Has the whole Manhunt 2 experience changed the way the BBFC works – in terms of culture or processes?
Not fundamentally. The reason for that is obviously we thought it was the right decision, or we won’t have reached it. Fundamentally, we reach decisions on merit – not political consideration. And that absolutely wasn’t the case here. I know a lot of people are going to say ‘well that’s exactly what you did’, but we really didn’t, actually.
It hasn’t affected the fact that we still base our decisions on thorough gameplay. In the case of Manhunt 2, by the end of it all, we probably spent over 100 examiner hours on the game – including more than a few hours of mine. Although we use all the help we can get in submissions, we believe it’s vital to play the game – not just go by walkthroughs or surrogate material.
We actually got a fairly substantial benefit from the Manhunt episode. We went to the High Court, and it clarified the harm test – actually a benefit that flies across a whole range of games and film. It all gets quite technical, but for instance, it said it was not necessary for us to show devastating effect, which was what the arguments had said previously. So we’ve ended up with a clearer legal definition of that test than we had before the case started.

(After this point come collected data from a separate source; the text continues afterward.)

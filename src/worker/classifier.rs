//! Transaction classification.
//!
//! Given an operation group and a target pool, locates the step that calls
//! a recognized entrypoint, decides the transaction kind, and extracts the
//! moved token amounts and post-transaction reserves.
//!
//! Entrypoint names vary by pool implementation generation; each
//! generation carries its own closed mapping instead of scattering string
//! lists through the classifier.

use anyhow::{bail, Context};
use bigdecimal::{BigDecimal, Zero};
use serde_json::Value;

use crate::db::models::{AmountPair, Pool, PoolKind, Token, TokenStandard, TransactionKind};
use crate::tzkt::OperationStep;
use crate::utils::{big_pow10, json_decimal};

/// Storage field aliases for the token1 reserve, in priority order
/// (volatile, stable, native-paired pool generations respectively).
const TOKEN_1_RESERVE_FIELDS: [&str; 3] = ["token1Pool", "token1_pool", "tezPool"];

/// Storage field aliases for the token2 reserve, in priority order.
const TOKEN_2_RESERVE_FIELDS: [&str; 3] = ["token2Pool", "token2_pool", "ctezPool"];

/// Pool implementation generation, selected from the pool's stored type
/// tag and the configured native/wrapped pair address.
#[derive(Debug, Clone, Copy, PartialEq, Eq)]
pub enum PoolGeneration {
    /// Paired-reserve pools with a generic `Swap` entrypoint
    V2,
    /// The designated native/wrapped pair whose swap entrypoint names
    /// encode the direction
    TezPaired,
    /// Concentrated-liquidity pools
    Clmm,
}

/// Semantic action behind a recognized entrypoint name.
///
/// Swap direction is encoded in the name where the generation allows it;
/// otherwise it is resolved later from the call parameters.
#[derive(Debug, Clone, Copy, PartialEq, Eq)]
pub enum EntrypointAction {
    SwapToken1In,
    SwapToken2In,
    SwapByRequiredToken,
    AddLiquidity,
    RemoveLiquidity,
    SetPosition,
    UpdatePosition,
}

impl PoolGeneration {
    pub fn for_pool(pool: &Pool, tez_ctez_pool: &str) -> Self {
        if pool.kind == PoolKind::Concentrated {
            Self::Clmm
        } else if pool.address == tez_ctez_pool {
            Self::TezPaired
        } else {
            Self::V2
        }
    }

    /// Map an entrypoint name to its action, or `None` when the name is
    /// not a recognized economic event for this generation.
    pub fn classify_entrypoint(&self, name: &str) -> Option<EntrypointAction> {
        match self {
            Self::V2 => match name {
                "Swap" => Some(EntrypointAction::SwapByRequiredToken),
                "add_liquidity" | "AddLiquidity" => Some(EntrypointAction::AddLiquidity),
                "remove_liquidity" | "RemoveLiquidity" => Some(EntrypointAction::RemoveLiquidity),
                _ => None,
            },
            Self::TezPaired => match name {
                "tez_to_ctez" => Some(EntrypointAction::SwapToken1In),
                "ctez_to_tez" => Some(EntrypointAction::SwapToken2In),
                "add_liquidity" | "AddLiquidity" => Some(EntrypointAction::AddLiquidity),
                "remove_liquidity" | "RemoveLiquidity" => Some(EntrypointAction::RemoveLiquidity),
                _ => None,
            },
            Self::Clmm => match name {
                "x_to_y" => Some(EntrypointAction::SwapToken1In),
                "y_to_x" => Some(EntrypointAction::SwapToken2In),
                "set_position" => Some(EntrypointAction::SetPosition),
                "update_position" => Some(EntrypointAction::UpdatePosition),
                _ => None,
            },
        }
    }

    /// All entrypoint names this generation recognizes, used to filter the
    /// operation listing upstream.
    pub fn entrypoints(&self) -> &'static [&'static str] {
        match self {
            Self::V2 => &[
                "Swap",
                "add_liquidity",
                "AddLiquidity",
                "remove_liquidity",
                "RemoveLiquidity",
            ],
            Self::TezPaired => &[
                "tez_to_ctez",
                "ctez_to_tez",
                "add_liquidity",
                "AddLiquidity",
                "remove_liquidity",
                "RemoveLiquidity",
            ],
            Self::Clmm => &["x_to_y", "y_to_x", "set_position", "update_position"],
        }
    }
}

/// Decide the transaction kind for a qualifying step.
///
/// Returns `Ok(None)` for pure fee collections (zero liquidity delta),
/// which are deliberately not recorded.
pub fn resolve_kind(
    pool: &Pool,
    step: &OperationStep,
    action: EntrypointAction,
) -> anyhow::Result<Option<TransactionKind>> {
    match action {
        EntrypointAction::SwapToken1In => Ok(Some(TransactionKind::SwapToken1)),
        EntrypointAction::SwapToken2In => Ok(Some(TransactionKind::SwapToken2)),
        EntrypointAction::AddLiquidity => Ok(Some(TransactionKind::AddLiquidity)),
        EntrypointAction::RemoveLiquidity => Ok(Some(TransactionKind::RemoveLiquidity)),
        EntrypointAction::SwapByRequiredToken => {
            // The "required token" is the side the trader wants out; when
            // it names token1, token2 was swapped in.
            let params = parameter_value(step);
            let required_address = params
                .and_then(|v| v.get("requiredTokenAddress"))
                .and_then(Value::as_str);
            let required_id = params
                .and_then(|v| v.get("requiredTokenId"))
                .and_then(Value::as_str)
                .unwrap_or("");

            let token1_matches = required_address == pool.token1.address.as_deref()
                && required_id == pool.token1.token_id.unwrap_or(0).to_string();

            if token1_matches {
                Ok(Some(TransactionKind::SwapToken2))
            } else {
                Ok(Some(TransactionKind::SwapToken1))
            }
        },
        EntrypointAction::SetPosition => {
            let liquidity = position_field(step, "liquidity")?;
            if liquidity.is_zero() {
                Ok(None)
            } else {
                Ok(Some(TransactionKind::AddLiquidity))
            }
        },
        EntrypointAction::UpdatePosition => {
            let delta = position_field(step, "liquidity_delta")?;
            if delta.is_zero() {
                Ok(None)
            } else if delta > BigDecimal::zero() {
                Ok(Some(TransactionKind::AddLiquidity))
            } else {
                Ok(Some(TransactionKind::RemoveLiquidity))
            }
        },
    }
}
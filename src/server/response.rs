/// An outgoing HTTP response.
///
/// Header names keep the case they were set with; lookups are
/// case-insensitive.
#[derive(Debug, Clone, PartialEq, Eq)]
pub struct Response {
    pub status: u16,
    pub headers: Vec<(String, String)>,
    pub body: Vec<u8>,
}

impl Default for Response {
    fn default() -> Self {
        Self::new(200)
    }
}

impl Response {
    #[must_use]
    pub fn new(status: u16) -> Self {
        Self {
            status,
            headers: Vec::new(),
            body: Vec::new(),
        }
    }

    /// Plain-text response.
    #[must_use]
    pub fn text(status: u16, body: impl Into<String>) -> Self {
        let mut res = Self::new(status);
        res.set_header("Content-Type", "text/plain; charset=UTF-8");
        res.body = body.into().into_bytes();
        res
    }

    #[must_use]
    pub fn header(&self, name: &str) -> Option<&str> {
        self.headers
            .iter()
            .find(|(k, _)| k.eq_ignore_ascii_case(name))
            .map(|(_, v)| v.as_str())
    }

    /// Replace every header named `name` with a single value.
    pub fn set_header(&mut self, name: &str, value: impl Into<String>) {
        self.headers.retain(|(k, _)| !k.eq_ignore_ascii_case(name));
        self.headers.push((name.to_string(), value.into()));
    }

    pub fn add_header(&mut self, name: &str, value: impl Into<String>) {
        self.headers.push((name.to_string(), value.into()));
    }

    pub fn remove_header(&mut self, name: &str) {
        self.headers.retain(|(k, _)| !k.eq_ignore_ascii_case(name));
    }

    /// Body as UTF-8 text, lossily.
    #[must_use]
    pub fn body_text(&self) -> String {
        String::from_utf8_lossy(&self.body).into_owned()
    }

    /// Set `Content-Length` from the body. Called once the response is final.
    pub fn finish(&mut self) {
        let len = self.body.len().to_string();
        self.set_header("Content-Length", len);
    }
}

#[cfg(test)]
mod tests {
    use super::*;

    #[test]
    fn test_set_header_replaces_case_insensitively() {
        let mut res = Response::new(200);
        res.add_header("x-a", "1");
        res.add_header("X-A", "2");
        res.set_header("X-a", "3");
        assert_eq!(res.headers.len(), 1);
        assert_eq!(res.header("x-A"), Some("3"));
    }

    #[test]
    fn test_finish_sets_content_length() {
        let mut res = Response::text(500, "boom");
        res.finish();
        assert_eq!(res.header("content-length"), Some("4"));
        assert_eq!(res.body_text(), "boom");
    }
}
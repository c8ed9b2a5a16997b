use std::collections::HashMap;
use std::net::SocketAddr;

use http::header::{HeaderName, HeaderValue, CONTENT_TYPE, HOST};
use http::{HeaderMap, Method};
use tracing::debug;

use crate::codec::Values;

/// An incoming HTTP request, fully read.
///
/// The listener reads the whole body before dispatch; binders and handlers
/// work on the buffered bytes.
#[derive(Debug, Clone, PartialEq)]
pub struct Request {
    pub method: Method,
    /// Path without the query string.
    pub path: String,
    /// Raw query string without the leading `?`.
    pub query: String,
    pub headers: HeaderMap,
    pub body: Vec<u8>,
    pub remote_addr: Option<SocketAddr>,
}

impl Request {
    /// Build a request from a method and a request target such as `/users?limit=10`.
    #[must_use]
    pub fn new(method: Method, target: &str) -> Self {
        let (path, query) = split_target(target);
        Self {
            method,
            path: path.to_string(),
            query: query.to_string(),
            headers: HeaderMap::new(),
            body: Vec::new(),
            remote_addr: None,
        }
    }

    /// Add a header. Names or values that are not valid HTTP are dropped.
    #[must_use]
    pub fn with_header(mut self, name: &str, value: &str) -> Self {
        self.append_header(name, value);
        self
    }

    #[must_use]
    pub fn with_body(mut self, body: impl Into<Vec<u8>>) -> Self {
        self.body = body.into();
        self
    }

    pub fn append_header(&mut self, name: &str, value: &str) {
        match (
            HeaderName::from_bytes(name.as_bytes()),
            HeaderValue::from_str(value),
        ) {
            (Ok(n), Ok(v)) => {
                self.headers.append(n, v);
            }
            _ => debug!(header = %name, "Dropping invalid request header"),
        }
    }

    #[must_use]
    pub fn header(&self, name: &str) -> Option<&str> {
        self.headers.get(name).and_then(|v| v.to_str().ok())
    }

    /// Media type of the body, lower-cased, without parameters.
    #[must_use]
    pub fn media_type(&self) -> Option<String> {
        self.headers
            .get(CONTENT_TYPE)
            .and_then(|v| v.to_str().ok())
            .and_then(|ct| ct.split(';').next())
            .map(|mt| mt.trim().to_ascii_lowercase())
    }

    /// Full `Content-Type` header value.
    #[must_use]
    pub fn content_type(&self) -> Option<&str> {
        self.header(CONTENT_TYPE.as_str())
    }

    #[must_use]
    pub fn host(&self) -> &str {
        self.header(HOST.as_str()).unwrap_or_default()
    }

    /// Parsed query parameters.
    #[must_use]
    pub fn query_values(&self) -> Values {
        Values::parse(&self.query)
    }

    #[must_use]
    pub fn cookies(&self) -> HashMap<String, String> {
        parse_cookies(&self.headers)
    }
}

fn split_target(target: &str) -> (&str, &str) {
    match target.split_once('?') {
        Some((p, q)) => (p, q),
        None => (target, ""),
    }
}

/// Parse every `Cookie` header into a name → value map.
pub fn parse_cookies(headers: &HeaderMap) -> HashMap<String, String> {
    headers
        .get_all(http::header::COOKIE)
        .iter()
        .filter_map(|v| v.to_str().ok())
        .flat_map(|c| c.split(';'))
        .filter_map(|pair| {
            let mut parts = pair.trim().splitn(2, '=');
            let name = parts.next()?.trim();
            if name.is_empty() {
                return None;
            }
            let value = parts.next().unwrap_or("").trim().to_string();
            Some((name.to_string(), value))
        })
        .collect()
}

#[cfg(test)]
mod tests {
    use super::*;

    #[test]
    fn test_new_splits_query() {
        let req = Request::new(Method::GET, "/users?a=bb&dd=800");
        assert_eq!(req.path, "/users");
        assert_eq!(req.query, "a=bb&dd=800");
        assert_eq!(req.query_values().get("dd"), Some("800"));
    }

    #[test]
    fn test_media_type() {
        let req = Request::new(Method::POST, "/")
            .with_header("Content-Type", "Multipart/Form-Data; boundary=x");
        assert_eq!(req.media_type().as_deref(), Some("multipart/form-data"));
        assert_eq!(req.content_type(), Some("Multipart/Form-Data; boundary=x"));
    }

    #[test]
    fn test_invalid_header_dropped() {
        let req = Request::new(Method::GET, "/").with_header("bad header", "x");
        assert!(req.headers.is_empty());
    }

    #[test]
    fn test_cookies() {
        let req = Request::new(Method::GET, "/")
            .with_header("Cookie", "a=1; b=two")
            .with_header("Cookie", "c=");
        let cookies = req.cookies();
        assert_eq!(cookies.get("a").map(String::as_str), Some("1"));
        assert_eq!(cookies.get("b").map(String::as_str), Some("two"));
        assert_eq!(cookies.get("c").map(String::as_str), Some(""));
    }
}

Are you still disappointed with the decision?
We absolutely accept that if you have an independent judicial tribunal, like we do with the Video Appeals Committee, you have to abide by its findings and there’s no point showing sour grapes.
On the other hand, at the end of the day, the fact it took the VAC a second hearing with a very sight majority of 4:3 to get the game passed shows what a difficult issue something like this is always going to be, when you’re very exceptionally rejecting work.
I guess we’re still disappointed because we put quantifiably more examining hours into getting familiar with the game than the VAC was able to do, so in effect, they were substituting their judgement for ours on the basis of familiarity of the game.
But Tanya Byron made it very clear that the evidence to her showed that there ought to be a reject power. If you’ve got one, there’s no point in never ever using it – we’ve used it as sparingly as we possibly could over the years. But the fact people know you can do it means that you can have discussions with publishers about the way game is marketed – you can even have discussions about modification in rarer occasions – so I don’t regret that we took the decision because we thought it was the right one.
Maybe the fact that you allowed the VAC to overrule you on this occasion show that you CAN regulate yourself well – not the other way round as some have suggested?
I think that’s right. We wouldn’t like – and I’m sure no-one in the games industry would like – for the Government to get involved. Maybe what happened to us in the case of Manhunt 2 is the price you have to pay for having a system which is demonstrably independent and demonstrably judicially fair.
It takes up a huge amount of work, because although it’s only a tribunal, you’re employing leading counsel on both sides and you’ve got folders and folders worth of evidence – it’s massive stuff. If you’re potentially going to appear as a witness like I was then you’re going to have to do a lot of preparation. But it does mean there’s something robust that works for the UK when you’ve got a system like that.